I had just turned six when my mother took two cute neighborhood girls and my brother and me to see the movie Mary Poppins. It was a lovely movie filled with music, dancing and tons of imagination. It was an unforgettable experience and I never knew exactly why. It’s been such a vivid memory that I can still tell you the names of the girls who came with us and the theater we attended.
It’s now Christmas morning but my family celebrated early because of scheduling conflicts that prevented us from being together today. Unexpectedly, the day after “our Christmas” (Two days ago) I received a call from the local police stating that they were parked in front of our house and we were to immediately meet them there. Upon our arrival the Sergeant greeted my wife and I in the driveway to deliver an emergency message.
It was then I was to learn my mom was in the hospital for reasons that we’re totally unclear. In short order, I was talking to my mother’s doctor who explained that my mother had fallen. After the many tests administered I was informed there were no breaks or issues of any kind. I took in a breath of relief until the Doctor said, “Your mother is dying….”
Surprised, I asked, “Of what?”
“We don’t know…” said the Doctor tenderly.
I explained to the Doctor that I haven’t had any real contact with my mom for over twenty years. It was a very difficult decision I made long ago and not easily understood especially in appreciation of my mom’s current health and circumstances. To make things even more complicated, I was informed that my step-father and mom divorced a week ago and he had no legal means to offer the hospital direction as to my mom’s health care. In summary, I was now her appointed guardian.
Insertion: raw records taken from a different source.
//! HTTP handlers for the umbilical protocol.
//!
//! Thin axum adapters over `UmbilicalEndpoint`: they enforce the session
//! token when authorization is enabled, cap in-flight requests at the
//! configured listener width, and translate endpoint faults into HTTP
//! status codes the worker sees as RPC failures.

use super::endpoint::{UmbilicalEndpoint, UmbilicalError};
use super::protocol::*;

use axum::http::{HeaderMap, StatusCode, header};
use axum::{Extension, Json};
use std::sync::Arc;
use tokio::sync::Semaphore;

/// Shared state of the umbilical RPC listener.
pub struct UmbilicalListener {
    pub endpoint: Arc<UmbilicalEndpoint>,
    pub permits: Semaphore,
    /// When set, requests must carry this bearer token.
    pub session_token: Option<String>,
}

type Fault = (StatusCode, Json<FaultResponse>);

fn fault(status: StatusCode, error: impl Into<String>) -> Fault {
    (status, Json(FaultResponse { error: error.into() }))
}

fn authorize(listener: &UmbilicalListener, headers: &HeaderMap) -> Result<(), Fault> {
    let Some(expected) = &listener.session_token else {
        return Ok(());
    };
    let presented = headers
        .get(header::AUTHORIZATION)
        .and_then(|value| value.to_str().ok());
    match presented {
        Some(value) if value == format!("Bearer {expected}") => Ok(()),
        _ => {
            tracing::warn!("Rejected umbilical call with a missing or invalid session token");
            Err(fault(
                StatusCode::UNAUTHORIZED,
                "missing or invalid session token",
            ))
        }
    }
}

pub async fn handle_get_task(
    Extension(listener): Extension<Arc<UmbilicalListener>>,
    headers: HeaderMap,
    Json(container_context): Json<Option<ContainerContext>>,
) -> Result<Json<ContainerTask>, Fault> {
    authorize(&listener, &headers)?;
    let _permit = listener
        .permits
        .acquire()
        .await
        .map_err(|_| fault(StatusCode::SERVICE_UNAVAILABLE, "listener is shut down"))?;

    let task = listener.endpoint.get_task(container_context).await;
    Ok(Json(task))
}

pub async fn handle_can_commit(
    Extension(listener): Extension<Arc<UmbilicalListener>>,
    headers: HeaderMap,
    Json(request): Json<CanCommitRequest>,
) -> Result<Json<CanCommitResponse>, Fault> {
    authorize(&listener, &headers)?;
    let _permit = listener
        .permits
        .acquire()
        .await
        .map_err(|_| fault(StatusCode::SERVICE_UNAVAILABLE, "listener is shut down"))?;

    match listener.endpoint.can_commit(&request.attempt_id).await {
        Ok(can_commit) => Ok(Json(CanCommitResponse { can_commit })),
        Err(e) => {
            tracing::error!("canCommit for attempt {} failed: {}", request.attempt_id.0, e);
            Err(fault(StatusCode::INTERNAL_SERVER_ERROR, e.to_string()))
        }
    }
}

pub async fn handle_heartbeat(
    Extension(listener): Extension<Arc<UmbilicalListener>>,
    headers: HeaderMap,
    Json(request): Json<HeartbeatRequest>,
) -> Result<Json<HeartbeatResponse>, Fault> {
    authorize(&listener, &headers)?;
    let _permit = listener
        .permits
        .acquire()
        .await
        .map_err(|_| fault(StatusCode::SERVICE_UNAVAILABLE, "listener is shut down"))?;

    match listener.endpoint.heartbeat(request).await {
        Ok(response) => Ok(Json(response)),
        Err(e @ UmbilicalError::AttemptNotRecognized(_))
        | Err(e @ UmbilicalError::InvalidSequence { .. }) => {
            Err(fault(StatusCode::CONFLICT, e.to_string()))
        }
        Err(UmbilicalError::Upstream(e)) => {
            tracing::error!("Heartbeat processing failed upstream: {}", e);
            Err(fault(StatusCode::INTERNAL_SERVER_ERROR, e.to_string()))
        }
    }
}
use super::context::TaskCommunicatorContext;
use super::endpoint::UmbilicalEndpoint;
use super::handlers::{
    UmbilicalListener, handle_can_commit, handle_get_task, handle_heartbeat,
};
use super::protocol::{ENDPOINT_CAN_COMMIT, ENDPOINT_GET_TASK, ENDPOINT_HEARTBEAT};
use crate::config::AmConfig;
use crate::registry::container_registry::{ContainerRegistry, RegistryError};
use crate::registry::types::{ContainerId, Credentials, LocalResource, TaskAttemptId, TaskSpec};

use anyhow::Result;
use axum::routing::post;
use axum::{Extension, Router};
use std::collections::HashMap;
use std::net::{IpAddr, Ipv4Addr, SocketAddr};
use std::sync::{Arc, Mutex};
use std::time::Duration;
use tokio::sync::{Semaphore, watch};
use tokio::task::JoinHandle;

const SERVER_JOIN_TIMEOUT: Duration = Duration::from_secs(2);

/// Owns the container registry and the umbilical endpoint, and exposes the
/// registration API consumed by the upstream scheduler.
///
/// Outside local mode, `start` binds an ephemeral port and serves the
/// umbilical over HTTP; in local mode a loopback address is synthesized and
/// workers reach the endpoint in-process via [`Self::umbilical`].
pub struct TaskCommunicatorService {
    local_mode: bool,
    listener_thread_count: usize,
    security_authorization: bool,
    registry: Arc<ContainerRegistry>,
    endpoint: Arc<UmbilicalEndpoint>,
    context: Arc<dyn TaskCommunicatorContext>,
    address: Mutex<Option<SocketAddr>>,
    session_token: Mutex<Option<String>>,
    shutdown_tx: Mutex<Option<watch::Sender<bool>>>,
    server: Mutex<Option<JoinHandle<()>>>,
}

impl TaskCommunicatorService {
    pub fn new(context: Arc<dyn TaskCommunicatorContext>, config: &AmConfig) -> Arc<Self> {
        let registry = ContainerRegistry::new();
        let endpoint = UmbilicalEndpoint::new(registry.clone(), context.clone());
        Arc::new(Self {
            local_mode: config.local_mode,
            listener_thread_count: config.listener_thread_count,
            security_authorization: config.security_authorization,
            registry,
            endpoint,
            context,
            address: Mutex::new(None),
            session_token: Mutex::new(None),
            shutdown_tx: Mutex::new(None),
            server: Mutex::new(None),
        })
    }

    pub async fn start(&self) -> Result<()> {
        if self.local_mode {
            let loopback = SocketAddr::new(IpAddr::V4(Ipv4Addr::LOCALHOST), 0);
            *self.address.lock().expect("address lock poisoned") = Some(loopback);
            tracing::debug!("Not starting umbilical RPC server in local mode");
            return Ok(());
        }

        // The session token comes from upstream credentials; generate one if
        // the upstream carries none.
        let session_token = self
            .context
            .credentials()
            .session_token
            .unwrap_or_else(|| uuid::Uuid::new_v4().to_string());

        let listener_state = Arc::new(UmbilicalListener {
            endpoint: self.endpoint.clone(),
            permits: Semaphore::new(self.listener_thread_count),
            session_token: self
                .security_authorization
                .then(|| session_token.clone()),
        });

        let app = Router::new()
            .route(ENDPOINT_GET_TASK, post(handle_get_task))
            .route(ENDPOINT_CAN_COMMIT, post(handle_can_commit))
            .route(ENDPOINT_HEARTBEAT, post(handle_heartbeat))
            .layer(Extension(listener_state));

        let bind_addr = SocketAddr::new(IpAddr::V4(Ipv4Addr::LOCALHOST), 0);
        let tcp_listener = tokio::net::TcpListener::bind(bind_addr).await?;
        let bound = tcp_listener.local_addr()?;

        let (shutdown_tx, mut shutdown_rx) = watch::channel(false);
        let server = tokio::spawn(async move {
            let shutdown = async move {
                let _ = shutdown_rx.changed().await;
            };
            if let Err(e) = axum::serve(tcp_listener, app)
                .with_graceful_shutdown(shutdown)
                .await
            {
                tracing::error!("Umbilical RPC server failed: {}", e);
            }
        });

        tracing::info!(
            "Umbilical RPC server listening on {} with {} handler permits",
            bound,
            self.listener_thread_count
        );

        *self.address.lock().expect("address lock poisoned") = Some(bound);
        *self.session_token.lock().expect("token lock poisoned") = Some(session_token);
        *self.shutdown_tx.lock().expect("shutdown lock poisoned") = Some(shutdown_tx);
        *self.server.lock().expect("server lock poisoned") = Some(server);
        Ok(())
    }

    /// Stops the RPC listener. Registry entries remain, but no new calls are
    /// accepted.
    pub async fn stop(&self) {
        let shutdown_tx = self
            .shutdown_tx
            .lock()
            .expect("shutdown lock poisoned")
            .take();
        if let Some(tx) = shutdown_tx {
            let _ = tx.send(true);
        }
        let server = self.server.lock().expect("server lock poisoned").take();
        if let Some(server) = server {
            if tokio::time::timeout(SERVER_JOIN_TIMEOUT, server).await.is_err() {
                tracing::warn!("Umbilical RPC server did not stop within the join timeout");
            }
        }
    }

    /// Installs a fresh registry entry. `host` and `port` are informational
    /// only. A duplicate registration is fatal to the caller.
    pub fn register_running_container(
        &self,
        container_id: ContainerId,
        host: &str,
        port: u16,
    ) -> Result<(), RegistryError> {
        tracing::debug!(
            "Registering running container {} reported at {}:{}",
            container_id.0,
            host,
            port
        );
        self.registry.insert_container(container_id)
    }

    pub fn register_container_end(&self, container_id: &ContainerId) {
        if self.registry.remove_container(container_id).is_none() {
            tracing::warn!(
                "Container end for unregistered container {}",
                container_id.0
            );
        }
    }

    pub fn register_running_task_attempt(
        &self,
        container_id: &ContainerId,
        task_spec: TaskSpec,
        additional_resources: Option<HashMap<String, LocalResource>>,
        credentials: Option<Credentials>,
        credentials_changed: bool,
    ) -> Result<(), RegistryError> {
        self.registry.assign(
            container_id,
            task_spec,
            additional_resources,
            credentials,
            credentials_changed,
        )
    }

    pub fn unregister_running_task_attempt(&self, attempt_id: &TaskAttemptId) {
        self.registry.unassign(attempt_id);
    }

    /// The bound RPC address, or the synthetic loopback address in local
    /// mode. None until `start` has run.
    pub fn address(&self) -> Option<SocketAddr> {
        *self.address.lock().expect("address lock poisoned")
    }

    /// The secret remote workers must present when authorization is on.
    pub fn session_token(&self) -> Option<String> {
        self.session_token
            .lock()
            .expect("token lock poisoned")
            .clone()
    }

    /// In-process access to the umbilical, used by the local launcher and by
    /// payloads running inside the application master.
    pub fn umbilical(&self) -> Arc<UmbilicalEndpoint> {
        self.endpoint.clone()
    }
}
This shouldn’t be shocking to me, as I’ve tried my whole life to guide my mom. I’ve shared my love, joy, inspiration and accomplishments to eventually realize that these efforts were never enough to make mom happy. This was difficult because inwardly I’ve always wondered if there was something else I could do.
To get my mind off things, we went to see “Saving Mr. Banks.” This was a total failure as a distraction because the film was brilliant in bringing forth the love, purity and innocence of a child trying to save her father. It was all about me. The script, the delivery the circumstances were all too real in depicting what I’ve felt. I always thought it was my job to save my parents but especially my mom.
I started crying a little when the Doctor called me on Christmas eve to tell me that my mother had passed. The Doctor called me personally from home interrupting her own celebratory time to deliver the news. I felt touched. I could tell she cared and loved my mom as I always have. I was thanking the Doctor for her generous compassion when she revealed that she and her six year old son had been fighting. She stopped the fighting after getting the call from her staff about my mom’s passing.
I cried more and adding that, “all I wanted to do was love my mom.”
There was a silent understanding.
I said, “Thank you” to the Doctor and hung up.
I don’t know what’s next. I’m certain I’ll process it like everyone else does. As for the record, I’ve never stopped loving my mom. I know I couldn’t save her yet I have more hours in this project than I can count having tried. Last night, I was sitting in the dark with all the lights out except for the shinning and glowing of the Christmas tree mindlessly contemplating. I found myself struck by the divine timing of mom’s passing on Christmas eve. Perhaps this was her way of sharing what she could never say, maybe this was my final gift. As she is now free perhaps it’s her gift that I should be also.